I rifugiati in fuga dalle guerre, dalle violenze e dalle persecuzioni hanno un rischio molto più elevato di sviluppare malattie psicotiche, come la schizofrenia, rispetto alle persone che migrano per motivi economici e sociali, questo secondo la ricerca pubblicata dal Tuesday.
I ricercatori che scrivono sulla rivista medica BMJ hanno suggerito ai funzionari sanitari dei governi dei paesi che accolgono i profughi, di prepararsi ad aiutare un numero sempre maggiore di pazienti che hanno bisogno di un sostegno mentale.
Un aiuto anche psicologico
La crisi umanitaria in Europa, nel Medio Oriente, in Nord Africa e in Asia centrale porta a pensare che attualmente ci sono più persone sfollate, richiedenti asilo e rifugiate in tutto il mondo, che in qualsiasi momento della Seconda Guerra Mondiale.
I rifugiati hanno portato a un aumento di rischio che si manifestino condizioni mentali, come il disturbo post-traumatico da stress, che porta a flashback e attacchi di panico e può rendere i pazienti emotivamente instabili.
Così, un team svedese del Karolinska Institutet e dell’Università della Gran Bretagna di Londra ha utilizzato i dati nazionali del registro, per osservare più di 1,3 milioni di persone in Svezia e tenere le loro tracce per diagnosticare i disturbi psicotici non affettivi tra la popolazione.
Su una base pro capite, la Svezia ha concesso più richieste ai rifugiati rispetto a qualsiasi altro paese ad alto reddito, hanno detto i ricercatori, e, nel 2011, i rifugiati costituivano il 12% della popolazione immigrata.
Quelle persone includevano anche gli individui nati da due genitori svedesi, rifugiati e migranti non rifugiati provenienti dalle regioni generanti profughi: il Medio Oriente e il Nord Africa, l’Africa sub-sahariana, l’Asia, l’Europa orientale e la Russia.
I loro risultati hanno mostrato un totale di 3.704 casi di disturbi psicotici; i rifugiati a cui è stato dato asilo avevano il 66% di probabilità in più di sviluppare la schizofrenia o un altro disturbo psicotico rispetto agli immigrati non rifugiati.

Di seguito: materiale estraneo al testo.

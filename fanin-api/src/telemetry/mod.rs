//! FANIN Telemetry - Observability Infrastructure
//!
//! Structured logging and Prometheus metrics for the API layer, including
//! per-loader batching counters.

pub mod metrics;
pub mod middleware;
pub mod tracer;

pub use metrics::{metrics_handler, FaninMetrics, METRICS};
pub use middleware::observability_middleware;
pub use tracer::{init_tracing, TelemetryConfig};
//! FANIN Test Utilities
//!
//! Shared test infrastructure for the FANIN workspace:
//! - A recording bulk fetch double with injectable failures and latency
//! - Proptest generators for identifiers and loader configs
//! - Fixtures for common record sets
//! - Assertions over recorded bulk calls

pub use fanin_core::{
    BatchFetch, FetcherBuilder, IdExtractor, Identify, LoaderConfig, RequestContext,
};

use async_trait::async_trait;
use serde::{Deserialize, Serialize};
use std::collections::BTreeMap;
use std::fmt::Debug;
use std::sync::{Arc, Mutex, MutexGuard, PoisonError};
use std::time::Duration;

// ============================================================================
// RECORDS
// ============================================================================

/// Minimal entity keyed by an integer id.
#[derive(Debug, Clone, PartialEq, Eq, Serialize, Deserialize)]
pub struct Record {
    pub id: u64,
    pub name: String,
}

impl Record {
    pub fn new(id: u64) -> Self {
        Self {
            id,
            name: format!("record-{id}"),
        }
    }
}

impl Identify<u64> for Record {
    fn id(&self) -> u64 {
        self.id
    }
}

/// Error returned by [`RecordingFetch`] when a failure is injected.
#[derive(Debug, Clone, PartialEq, Eq, thiserror::Error)]
#[error("injected failure: {0}")]
pub struct InjectedError(pub String);

// ============================================================================
// MOCK BULK FETCH
// ============================================================================

/// One observed bulk call.
#[derive(Debug, Clone, PartialEq, Eq)]
pub struct FetchCall {
    /// `Debug` rendering of the parameter.
    pub param: String,
    pub ids: Vec<u64>,
}

#[derive(Debug, Default)]
struct RecordingState {
    calls: Vec<FetchCall>,
    failure: Option<String>,
}

/// In-memory bulk fetch over a fixed record set that records every call.
///
/// Parameter-agnostic: the same records answer every parameter.
#[derive(Debug, Clone, Default)]
pub struct RecordingFetch {
    records: Arc<BTreeMap<u64, Record>>,
    latency: Duration,
    state: Arc<Mutex<RecordingState>>,
}

impl RecordingFetch {
    /// Serve `records`; ids not among them are simply not returned.
    pub fn new(records: impl IntoIterator<Item = Record>) -> Self {
        Self {
            records: Arc::new(records.into_iter().map(|r| (r.id, r)).collect()),
            latency: Duration::ZERO,
            state: Arc::default(),
        }
    }

    /// Serve a generated record for each id in `ids`.
    pub fn with_ids(ids: impl IntoIterator<Item = u64>) -> Self {
        Self::new(ids.into_iter().map(Record::new))
    }

    /// Sleep this long inside every bulk call.
    pub fn with_latency(mut self, latency: Duration) -> Self {
        self.latency = latency;
        self
    }

    /// Fail every subsequent call with `message`.
    pub fn fail_with(&self, message: impl Into<String>) {
        self.lock().failure = Some(message.into());
    }

    /// Stop failing.
    pub fn recover(&self) {
        self.lock().failure = None;
    }

    /// Every bulk call observed so far, in call order.
    pub fn calls(&self) -> Vec<FetchCall> {
        self.lock().calls.clone()
    }

    pub fn call_count(&self) -> usize {
        self.lock().calls.len()
    }

    fn lock(&self) -> MutexGuard<'_, RecordingState> {
        self.state.lock().unwrap_or_else(PoisonError::into_inner)
    }
}

#[async_trait]
impl<P> BatchFetch<u64, P, Record> for RecordingFetch
where
    P: Debug + Send + 'static,
{
    type Error = InjectedError;

    async fn fetch_many(
        &self,
        _ctx: RequestContext,
        param: P,
        ids: Vec<u64>,
    ) -> Result<Vec<Record>, InjectedError> {
        let failure = {
            let mut state = self.lock();
            state.calls.push(FetchCall {
                param: format!("{param:?}"),
                ids: ids.clone(),
            });
            state.failure.clone()
        };

        if !self.latency.is_zero() {
            tokio::time::sleep(self.latency).await;
        }
        if let Some(message) = failure {
            return Err(InjectedError(message));
        }

        Ok(ids
            .iter()
            .filter_map(|id| self.records.get(id).cloned())
            .collect())
    }
}

// ============================================================================
// PROPTEST GENERATORS
// ============================================================================

pub mod generators {
    //! Proptest strategies for loader inputs.

    use super::*;
    use proptest::prelude::*;

    /// Ids from a small range so repeats are common.
    pub fn arb_id() -> impl Strategy<Value = u64> {
        0u64..64
    }

    /// A request's worth of lookups, duplicates included.
    pub fn arb_lookups() -> impl Strategy<Value = Vec<u64>> {
        prop::collection::vec(arb_id(), 1..80)
    }

    /// Loader configs with small batch limits, to force early dispatch.
    pub fn arb_loader_config() -> impl Strategy<Value = LoaderConfig> {
        (1usize..=16, 1u64..=10).prop_map(|(max_batch, delay_ms)| {
            LoaderConfig::new()
                .with_max_batch(max_batch)
                .with_delay(Duration::from_millis(delay_ms))
        })
    }
}

// ============================================================================
// TEST FIXTURES
// ============================================================================

pub mod fixtures {
    //! Pre-built record sets.

    use super::*;

    /// Records 1 through `n`.
    pub fn records(n: u64) -> Vec<Record> {
        (1..=n).map(Record::new).collect()
    }

    /// Records for the odd ids in 1 through `n`.
    pub fn odd_records(n: u64) -> Vec<Record> {
        (1..=n).filter(|id| id % 2 == 1).map(Record::new).collect()
    }

    /// Extractor reading [`Record::id`].
    pub fn record_extractor() -> IdExtractor<u64, Record> {
        IdExtractor::identify()
    }

    /// Builder for a record loader with a short delay window.
    pub fn record_builder(max_batch: usize) -> FetcherBuilder<u64, Record> {
        FetcherBuilder::new(record_extractor())
            .name("records")
            .max_batch(max_batch)
            .delay(Duration::from_millis(5))
    }
}

// ============================================================================
// CUSTOM ASSERTIONS
// ============================================================================

pub mod assertions {
    //! Checks over recorded bulk calls.

    use super::*;
    use std::collections::BTreeSet;

    /// Every id in `expected` was sent exactly once across `calls`, and no
    /// other id was sent.
    pub fn assert_each_id_fetched_once(calls: &[FetchCall], expected: impl IntoIterator<Item = u64>) {
        let mut sent: Vec<u64> = calls.iter().flat_map(|c| c.ids.iter().copied()).collect();
        sent.sort_unstable();
        let expected: Vec<u64> = expected.into_iter().collect::<BTreeSet<_>>().into_iter().collect();
        assert_eq!(sent, expected, "ids sent across bulk calls");
    }

    /// No bulk call carried more than `max_batch` ids.
    pub fn assert_batches_within(calls: &[FetchCall], max_batch: usize) {
        for call in calls {
            assert!(
                call.ids.len() <= max_batch,
                "bulk call with {} ids exceeds max batch {}",
                call.ids.len(),
                max_batch
            );
        }
    }
}

// ============================================================================
// TESTS
// ============================================================================

#[cfg(test)]
mod tests {
    use super::*;

    #[tokio::test]
    async fn test_recording_fetch_serves_known_and_records() {
        let fetch = RecordingFetch::new(fixtures::odd_records(5));

        let got = fetch
            .fetch_many(RequestContext::new(), (), vec![1, 2, 3])
            .await
            .unwrap();
        assert_eq!(got, vec![Record::new(1), Record::new(3)]);
        assert_eq!(
            fetch.calls(),
            vec![FetchCall {
                param: "()".to_string(),
                ids: vec![1, 2, 3]
            }]
        );
    }

    #[tokio::test]
    async fn test_injected_failure_and_recovery() {
        let fetch = RecordingFetch::with_ids([1]);
        fetch.fail_with("down");

        let err = BatchFetch::<u64, (), Record>::fetch_many(&fetch, RequestContext::new(), (), vec![1])
            .await
            .unwrap_err();
        assert_eq!(err, InjectedError("down".to_string()));

        fetch.recover();
        let ok = BatchFetch::<u64, (), Record>::fetch_many(&fetch, RequestContext::new(), (), vec![1])
            .await
            .unwrap();
        assert_eq!(ok.len(), 1);
        assert_eq!(fetch.call_count(), 2);
    }
}
//! HTTP Routes Module
//!
//! - GraphQL endpoint and playground
//! - Health check endpoints (Kubernetes-compatible)

pub mod graphql;
pub mod health;

pub use graphql::{create_schema, graphiql_handler, graphql_handler, FaninSchema};
pub use health::{liveness, ping, readiness};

I rifugiati avevano anche 3,6 volte più probabilità di soffrire di psicosi rispetto alla popolazione svedese dalla nascita.
I ricercatori hanno detto che i funzionari della sanità dei paesi riceventi dovrebbero riconoscere la “necessità di prendere in considerazione i primi segni e sintomi di psicosi nelle popolazioni di rifugiati, come parte di un servizio di salute clinica verso la crisi umanitaria globale”.
In un commento sullo studio, pubblicato anche sul BMJ, Cornelius Katona, direttore medico presso la Helen Barber Foundation, ha detto che l’Europa ha bisogno di una “robusta risposta alla salute mentale dei rifugiati dalla crisi” e dovrebbe cercare di fare il suo meglio per ridurre le sollecitazioni delle persone al momento del loro arrivo.
“Le considerazioni devono essere fatte anche davanti alle sfide che i richiedenti asilo affrontano durante quello che è spesso un processo lungo e doloroso”, ha detto. “Questi fattori possono includere la detenzione istituzionale, l’incapacità di lavorare (con una conseguente dequalificazione e una perdita di autostima), la miseria e la difficoltà di accesso ai servizi sanitari e sociali”.